Я вздохнул с облегчением, когда она наконец решила уехать в августе 1976 года, после того, как ее квартиру разгромили военные из карательных отрядов, которых окрестили Grupos de tareas (Группы действия). Они взяли все, что смогли, и разрушили то, что осталось. Репрессиям также иногда подвергались и совершенно невинные, но обладавшие желанной собственностью. Я не утверждаю, что были виновные и невиновные, я говорю о людях, которые вообще не занимались политикой, но все равно были сметены этой приливной волной.
Селия стала объектом запугивания, анонимных телефонных звонков с ноября 1975 года. Когда она посетила меня в тюрьме, тюремщики также ей угрожали. Она громко выступала за освобождение политических заключенных. В то время она была одна. Ее муж Луис, с которым они расстались, умер.
Она в спешке бежала через границу Уругвая, пешком (аэропорт Эсейса тщательно охранялся).
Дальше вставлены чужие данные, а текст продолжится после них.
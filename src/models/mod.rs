//! Domain model types for electric vehicle routing.
//!
//! Provides graph nodes (depot, chargers, customers), the vehicle's battery
//! and load parameters, the problem definition tying them together, candidate
//! solutions and the record produced by an optimisation run.

mod node;
mod problem;
mod result;
mod solution;
mod vehicle;

pub use node::{Node, NodeKind, TimeWindow};
pub use problem::{EvrpData, ProblemDefinition, ProblemError};
pub use result::OptimizationResult;
pub use solution::{Solution, SolutionSet, UNSET_DISTANCE};
pub use vehicle::VehicleParameters;
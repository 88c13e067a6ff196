//! Permutation operators for the genetic algorithm.
//!
//! All operators take encoded tours and keep them permutations: no customer
//! is lost or duplicated.

use std::collections::HashSet;

use rand::Rng;

use crate::models::Solution;

/// Tournament selection: draws `size` random members (with replacement) and
/// returns the shortest.
///
/// `size` is raised to 2 so there is always a contest.
///
/// # Panics
///
/// Panics if `population` is empty.
pub fn tournament_select<'p, R: Rng + ?Sized>(
    population: &'p [Solution],
    size: usize,
    rng: &mut R,
) -> &'p Solution {
    let mut best = &population[rng.random_range(0..population.len())];
    for _ in 1..size.max(2) {
        let contender = &population[rng.random_range(0..population.len())];
        if contender.distance < best.distance {
            best = contender;
        }
    }
    best
}

/// Prefix crossover: copies a random-length prefix of `first`, then appends
/// the customers of `second` not yet placed, in `second`'s order.
///
/// # Examples
///
/// ```
/// use evrp_routing::algorithms::genetic::prefix_crossover_at;
///
/// let child = prefix_crossover_at(&[1, 2, 3, 4, 5], &[5, 4, 3, 2, 1], 2);
/// assert_eq!(child, vec![1, 2, 5, 4, 3]);
/// ```
pub fn prefix_crossover<R: Rng + ?Sized>(first: &[usize], second: &[usize], rng: &mut R) -> Vec<usize> {
    let point = rng.random_range(0..=first.len());
    prefix_crossover_at(first, second, point)
}

/// [`prefix_crossover`] with a fixed crossover point.
pub fn prefix_crossover_at(first: &[usize], second: &[usize], point: usize) -> Vec<usize> {
    let prefix = &first[..point.min(first.len())];
    let placed: HashSet<usize> = prefix.iter().copied().collect();

    let mut child = Vec::with_capacity(first.len());
    child.extend_from_slice(prefix);
    child.extend(second.iter().copied().filter(|c| !placed.contains(c)));
    child
}

/// Swaps two random positions. Tours shorter than two are left alone.
pub fn swap_mutation<R: Rng + ?Sized>(tour: &mut [usize], rng: &mut R) {
    if tour.len() < 2 {
        return;
    }
    let i = rng.random_range(0..tour.len());
    let j = rng.random_range(0..tour.len());
    tour.swap(i, j);
}

#[cfg(test)]
mod tests {
    use super::*;
    use proptest::prelude::*;
    use rand::rngs::StdRng;
    use rand::seq::SliceRandom;
    use rand::SeedableRng;

    fn sorted(mut v: Vec<usize>) -> Vec<usize> {
        v.sort_unstable();
        v
    }

    #[test]
    fn test_crossover_extremes() {
        let a = [1, 2, 3, 4];
        let b = [4, 3, 2, 1];
        assert_eq!(prefix_crossover_at(&a, &b, 0), b.to_vec());
        assert_eq!(prefix_crossover_at(&a, &b, 4), a.to_vec());
        assert_eq!(prefix_crossover_at(&a, &b, 99), a.to_vec());
    }

    #[test]
    fn test_tournament_prefers_shorter() {
        let population = vec![
            Solution::new(vec![1, 2], 50.0),
            Solution::new(vec![2, 1], 10.0),
        ];
        let mut rng = StdRng::seed_from_u64(0);
        // A large tournament almost surely samples the shorter tour.
        let winner = tournament_select(&population, 64, &mut rng);
        assert_eq!(winner.distance, 10.0);
    }

    #[test]
    fn test_tournament_single_member() {
        let population = vec![Solution::new(vec![1], 3.0)];
        let mut rng = StdRng::seed_from_u64(0);
        assert_eq!(tournament_select(&population, 0, &mut rng).tour, vec![1]);
    }

    #[test]
    fn test_mutation_short_tours() {
        let mut rng = StdRng::seed_from_u64(0);
        let mut empty: Vec<usize> = vec![];
        swap_mutation(&mut empty, &mut rng);
        let mut one = vec![7];
        swap_mutation(&mut one, &mut rng);
        assert_eq!(one, vec![7]);
    }

    proptest! {
        #[test]
        fn crossover_keeps_permutation(n in 1usize..40, seed in any::<u64>()) {
            let mut rng = StdRng::seed_from_u64(seed);
            let base: Vec<usize> = (10..10 + n).collect();
            let mut a = base.clone();
            let mut b = base.clone();
            a.shuffle(&mut rng);
            b.shuffle(&mut rng);

            let child = prefix_crossover(&a, &b, &mut rng);
            prop_assert_eq!(sorted(child), base);
        }

        #[test]
        fn mutation_keeps_permutation(n in 0usize..40, seed in any::<u64>()) {
            let mut rng = StdRng::seed_from_u64(seed);
            let base: Vec<usize> = (0..n).collect();
            let mut tour = base.clone();
            tour.shuffle(&mut rng);

            swap_mutation(&mut tour, &mut rng);
            prop_assert_eq!(sorted(tour), base);
        }
    }
}
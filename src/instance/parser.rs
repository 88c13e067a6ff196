//! Line parsers for the instance text format.
//!
//! ```text
//! StringID   Type       x          y          demand     ReadyTime  DueDate    ServiceTime
//! D0         d          40.0       50.0       0.0        0.0        1236.0     0.0
//! S0         f          40.0       50.0       0.0        0.0        1236.0     0.0
//! C20        c          30.0       50.0       10.0       10.0       73.0       90.0
//!
//! Q Vehicle fuel tank capacity /77.75/
//! C Vehicle load capacity /200.0/
//! r fuel consumption rate /1.0/
//! g inverse refueling rate /3.47/
//! v average Velocity /1.0/
//! ```

use nom::{
    bytes::complete::take_while1,
    character::complete::{anychar, space0, space1},
    combinator::{all_consuming, opt},
    error::{Error, ErrorKind},
    number::complete::double,
    sequence::{preceded, tuple},
    IResult,
};

/// A node row before validation.
#[derive(Debug, Clone, PartialEq)]
pub(super) struct NodeRow<'a> {
    pub id: &'a str,
    pub code: &'a str,
    pub x: f64,
    pub y: f64,
    pub demand: f64,
    /// `(ready, due, service)` when the row carries the schedule columns.
    pub schedule: Option<(f64, f64, f64)>,
}

/// One classified input line.
#[derive(Debug, Clone, PartialEq)]
pub(super) enum Line<'a> {
    Node(NodeRow<'a>),
    Parameter { key: char, value: &'a str },
    /// Header rows, blank lines and anything else without meaning.
    Ignored,
    /// Looked like a node row but did not parse.
    MalformedNode,
    /// Looked like a parameter row but did not parse.
    MalformedParameter,
}

fn token(input: &str) -> IResult<&str, &str> {
    take_while1(|c: char| !c.is_whitespace())(input)
}

fn node_row(input: &str) -> IResult<&str, NodeRow<'_>> {
    let (input, (_, id, _, code, _, x, _, y, _, demand)) = tuple((
        space0, token, space1, token, space1, double, space1, double, space1, double,
    ))(input)?;
    let (input, schedule) = opt(tuple((
        preceded(space1, double),
        preceded(space1, double),
        preceded(space1, double),
    )))(input)?;
    let (input, _) = space0(input)?;
    Ok((
        input,
        NodeRow {
            id,
            code,
            x,
            y,
            demand,
            schedule,
        },
    ))
}

/// The value sits between the last two slashes; the description before it
/// may contain slashes of its own.
fn parameter_row(input: &str) -> IResult<&str, (char, &str)> {
    let (rest, key) = preceded(space0, anychar)(input)?;
    let mut parts = rest.trim_end().rsplitn(3, '/');
    match (parts.next(), parts.next(), parts.next()) {
        (Some(""), Some(value), Some(_)) => Ok(("", (key, value.trim()))),
        _ => Err(nom::Err::Error(Error::new(input, ErrorKind::Verify))),
    }
}

/// Node rows have a single-letter type code in their second column and no
/// slashes; parameter rows wrap their value in slashes.
pub(super) fn classify(line: &str) -> Line<'_> {
    let line = line.trim_end_matches(['\r', '\n']);
    if line.trim().is_empty() {
        return Line::Ignored;
    }

    if line.contains('/') {
        return match all_consuming(parameter_row)(line) {
            Ok((_, (key, value))) => Line::Parameter { key, value },
            Err(_) => Line::MalformedParameter,
        };
    }

    let looks_like_node = line
        .split_whitespace()
        .nth(1)
        .is_some_and(|code| code.chars().count() == 1);
    if !looks_like_node {
        return Line::Ignored;
    }

    match all_consuming(node_row)(line) {
        Ok((_, row)) => Line::Node(row),
        Err(_) => Line::MalformedNode,
    }
}

#[cfg(test)]
mod tests {
    use super::*;

    #[test]
    fn test_full_node_row() {
        let line = "C20        c          30.0       50.0       10.0       10.0       73.0       90.0";
        let Line::Node(row) = classify(line) else {
            panic!("expected a node row");
        };
        assert_eq!(row.id, "C20");
        assert_eq!(row.code, "c");
        assert_eq!(row.x, 30.0);
        assert_eq!(row.y, 50.0);
        assert_eq!(row.demand, 10.0);
        assert_eq!(row.schedule, Some((10.0, 73.0, 90.0)));
    }

    #[test]
    fn test_short_node_row() {
        let Line::Node(row) = classify("S1 f 12.5 -3 0") else {
            panic!("expected a node row");
        };
        assert_eq!(row.code, "f");
        assert_eq!(row.y, -3.0);
        assert!(row.schedule.is_none());
    }

    #[test]
    fn test_node_row_with_tabs_and_crlf() {
        let Line::Node(row) = classify("D0\td\t40.0\t50.0\t0.0\r") else {
            panic!("expected a node row");
        };
        assert_eq!(row.id, "D0");
    }

    #[test]
    fn test_header_is_ignored() {
        let header = "StringID   Type       x          y          demand     ReadyTime  DueDate    ServiceTime";
        assert_eq!(classify(header), Line::Ignored);
        assert_eq!(classify(""), Line::Ignored);
        assert_eq!(classify("   "), Line::Ignored);
    }

    #[test]
    fn test_parameter_rows() {
        assert_eq!(
            classify("Q Vehicle fuel tank capacity /77.75/"),
            Line::Parameter {
                key: 'Q',
                value: "77.75"
            }
        );
        assert_eq!(
            classify("C Vehicle load capacity /200.0/  "),
            Line::Parameter {
                key: 'C',
                value: "200.0"
            }
        );
    }

    #[test]
    fn test_parameter_description_with_slashes() {
        assert_eq!(
            classify("Q fuel tank capacity (kWh/100km) /10/"),
            Line::Parameter {
                key: 'Q',
                value: "10"
            }
        );
        assert_eq!(
            classify("r rate a/b/c /0.5/\r"),
            Line::Parameter {
                key: 'r',
                value: "0.5"
            }
        );
    }

    #[test]
    fn test_malformed_rows() {
        assert_eq!(classify("C1 c 1.0 oops 10"), Line::MalformedNode);
        assert_eq!(classify("C1 c 1.0 2.0 10 0.0 5.0"), Line::MalformedNode);
        assert_eq!(classify("Q capacity /77.75"), Line::MalformedParameter);
        assert_eq!(classify("Q capacity /77.75/ trailing"), Line::MalformedParameter);
    }
}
Оказаться в Уругвае еще не обязательно означало, что можно расслабиться: земля нашего северного соседа также была небезопасной. Дело в том, что Аргентина подписала соглашения о выдаче «подрывных элементов» с соседними странами. Но Селии каким-то образом удалось пробраться незаметно.
В сопровождении своего мужа Карлоса наша подруга Ольга нашла в себе мужество пойти к Селии сразу же после ее бегства. Она хотела посмотреть, что можно было бы спасти после расхищения. В то время как она оценивала ущерб, начал звонить телефон. После нескольких секунд колебаний и взглядов украдкой на Ольгу Карлос все же взял трубку. В «свинцовые годы» самые обычные решения могли повернуть жизнь, сделав ее ужасной. Кто-то, выдавший себя за Роберто, спросил, дома ли Селия. Карлос сразу понял, что этот голос – не голос моего брата. Ребята из «Группы действия» четко знали, что он часто звонил Селии с Кубы или из других мест. Слава богу, они и не подозревали, что Селия уже пересекла границу, что она находится далеко. Карлос сделал вид, что поверил в то, что это Роберто, и ответил, что она вышла за покупками и скоро вернется. Ольга перепугалась. И они бежали, ничего с собой не взяв.
В конце 1976 года моя семья воссоединилась в Гаване – там были все, кроме меня. А я находился в Роусоне, и я был счастлив от того, что они теперь вне досягаемости военной хунты. Селия не осталась на Кубе, она почти сразу же переехала в Испанию в поисках адвокатов, готовых защищать политических заключенных. С 1976 по 1982 год она путешествовала по Европе, пытаясь повысить осведомленность людей, давая интервью и читая лекции там, где ей предоставляли такую возможность. Она провела несколько месяцев в Париже и в Швейцарии. Она говорила по-французски, как Эрнесто, но вскоре утомилась каждодневно говорить на иностранном языке. Изгнание – штука очень трудная. Она была почти без гроша, не могла работать архитектором и жила на подачки добрых душ. Она часто спала на диване, в чужих стенах. Она изготовила постер с моим изображением, который она носила повсюду вместе с фотографией Эрнесто, укладывала их каждую ночь рядом с кроватью и смотрела на нас перед сном. Думается, она была очень одинока.